* _Exercise aim_
The expected output is every line below, reproduced exactly.

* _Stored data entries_
________

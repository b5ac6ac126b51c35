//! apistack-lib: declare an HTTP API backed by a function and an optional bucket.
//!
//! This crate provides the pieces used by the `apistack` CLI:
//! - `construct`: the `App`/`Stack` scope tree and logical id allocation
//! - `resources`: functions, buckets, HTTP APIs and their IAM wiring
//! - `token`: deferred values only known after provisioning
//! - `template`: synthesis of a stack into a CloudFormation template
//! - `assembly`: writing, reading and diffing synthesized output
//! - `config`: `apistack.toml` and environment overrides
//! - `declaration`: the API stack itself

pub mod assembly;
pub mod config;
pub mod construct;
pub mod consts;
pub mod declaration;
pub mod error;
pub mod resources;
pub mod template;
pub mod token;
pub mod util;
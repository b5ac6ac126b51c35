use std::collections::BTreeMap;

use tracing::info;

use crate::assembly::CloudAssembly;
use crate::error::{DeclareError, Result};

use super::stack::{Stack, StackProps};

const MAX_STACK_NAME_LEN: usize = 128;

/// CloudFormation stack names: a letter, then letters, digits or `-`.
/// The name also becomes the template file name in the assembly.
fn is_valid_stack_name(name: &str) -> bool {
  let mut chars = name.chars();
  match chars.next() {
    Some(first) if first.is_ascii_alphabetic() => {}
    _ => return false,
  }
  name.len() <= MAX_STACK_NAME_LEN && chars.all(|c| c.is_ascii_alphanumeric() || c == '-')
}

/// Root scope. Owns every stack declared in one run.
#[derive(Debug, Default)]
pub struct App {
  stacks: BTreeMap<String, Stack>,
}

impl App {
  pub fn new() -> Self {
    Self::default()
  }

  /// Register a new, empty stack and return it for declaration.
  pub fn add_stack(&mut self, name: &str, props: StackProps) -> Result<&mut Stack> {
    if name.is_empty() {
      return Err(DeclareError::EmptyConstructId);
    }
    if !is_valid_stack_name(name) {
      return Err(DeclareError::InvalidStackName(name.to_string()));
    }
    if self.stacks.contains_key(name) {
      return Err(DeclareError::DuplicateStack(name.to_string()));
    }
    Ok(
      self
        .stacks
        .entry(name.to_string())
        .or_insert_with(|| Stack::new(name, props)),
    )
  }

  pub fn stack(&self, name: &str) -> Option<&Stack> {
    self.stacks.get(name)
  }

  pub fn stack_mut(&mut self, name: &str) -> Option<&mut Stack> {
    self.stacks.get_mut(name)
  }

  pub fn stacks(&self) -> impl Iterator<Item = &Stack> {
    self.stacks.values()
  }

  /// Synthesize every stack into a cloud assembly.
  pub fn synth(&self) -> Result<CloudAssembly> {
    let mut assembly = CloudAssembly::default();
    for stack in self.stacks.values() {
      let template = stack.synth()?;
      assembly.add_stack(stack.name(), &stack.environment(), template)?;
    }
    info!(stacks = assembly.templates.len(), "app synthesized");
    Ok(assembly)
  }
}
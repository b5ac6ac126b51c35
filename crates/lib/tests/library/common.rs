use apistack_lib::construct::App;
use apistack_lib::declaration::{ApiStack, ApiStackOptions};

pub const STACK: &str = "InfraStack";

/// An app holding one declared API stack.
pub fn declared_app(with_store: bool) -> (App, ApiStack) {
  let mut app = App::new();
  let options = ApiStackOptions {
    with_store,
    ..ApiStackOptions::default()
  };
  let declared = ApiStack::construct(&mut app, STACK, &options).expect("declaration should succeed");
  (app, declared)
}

________

* _Reply_
repository b5ac6ac126b51c35
//! apistack-lib: declare an HTTP API backed by a function and an optional bucket.
//!
//! This crate provides the pieces used by the `apistack` CLI:
//! - `construct`: the `App`/`Stack` scope tree and logical id allocation
//! - `resources`: functions, buckets, HTTP APIs and their IAM wiring
//! - `token`: deferred values only known after provisioning
//! - `template`: synthesis of a stack into a CloudFormation template
//! - `assembly`: writing, reading and diffing synthesized output
//! - `config`: `apistack.toml` and environment overrides
//! - `declaration`: the API stack itself

pub mod assembly;
pub mod config;
pub mod construct;
pub mod consts;
pub mod declaration;
pub mod error;
pub mod resources;
pub mod template;
pub mod token;
pub mod util;
repository b5ac6ac126b51c35
use std::collections::BTreeMap;

use tracing::info;

use crate::assembly::CloudAssembly;
use crate::error::{DeclareError, Result};

use super::stack::{Stack, StackProps};

const MAX_STACK_NAME_LEN: usize = 128;

/// CloudFormation stack names: a letter, then letters, digits or `-`.
/// The name also becomes the template file name in the assembly.
fn is_valid_stack_name(name: &str) -> bool {
  let mut chars = name.chars();
  match chars.next() {
    Some(first) if first.is_ascii_alphabetic() => {}
    _ => return false,
  }
  name.len() <= MAX_STACK_NAME_LEN && chars.all(|c| c.is_ascii_alphanumeric() || c == '-')
}

/// Root scope. Owns every stack declared in one run.
#[derive(Debug, Default)]
pub struct App {
  stacks: BTreeMap<String, Stack>,
}

impl App {
  pub fn new() -> Self {
    Self::default()
  }

  /// Register a new, empty stack and return it for declaration.
  pub fn add_stack(&mut self, name: &str, props: StackProps) -> Result<&mut Stack> {
    if name.is_empty() {
      return Err(DeclareError::EmptyConstructId);
    }
    if !is_valid_stack_name(name) {
      return Err(DeclareError::InvalidStackName(name.to_string()));
    }
    if self.stacks.contains_key(name) {
      return Err(DeclareError::DuplicateStack(name.to_string()));
    }
    Ok(
      self
        .stacks
        .entry(name.to_string())
        .or_insert_with(|| Stack::new(name, props)),
    )
  }

  pub fn stack(&self, name: &str) -> Option<&Stack> {
    self.stacks.get(name)
  }

  pub fn stack_mut(&mut self, name: &str) -> Option<&mut Stack> {
    self.stacks.get_mut(name)
  }

  pub fn stacks(&self) -> impl Iterator<Item = &Stack> {
    self.stacks.values()
  }

  /// Synthesize every stack into a cloud assembly.
  pub fn synth(&self) -> Result<CloudAssembly> {
    let mut assembly = CloudAssembly::default();
    for stack in self.stacks.values() {
      let template = stack.synth()?;
      assembly.add_stack(stack.name(), &stack.environment(), template)?;
    }
    info!(stacks = assembly.templates.len(), "app synthesized");
    Ok(assembly)
  }
}
repository b5ac6ac126b51c35
filename crates/lib/tests/library/common.rs
use apistack_lib::construct::App;
use apistack_lib::declaration::{ApiStack, ApiStackOptions};

pub const STACK: &str = "InfraStack";

/// An app holding one declared API stack.
pub fn declared_app(with_store: bool) -> (App, ApiStack) {
  let mut app = App::new();
  let options = ApiStackOptions {
    with_store,
    ..ApiStackOptions::default()
  };
  let declared = ApiStack::construct(&mut app, STACK, &options).expect("declaration should succeed");
  (app, declared)
}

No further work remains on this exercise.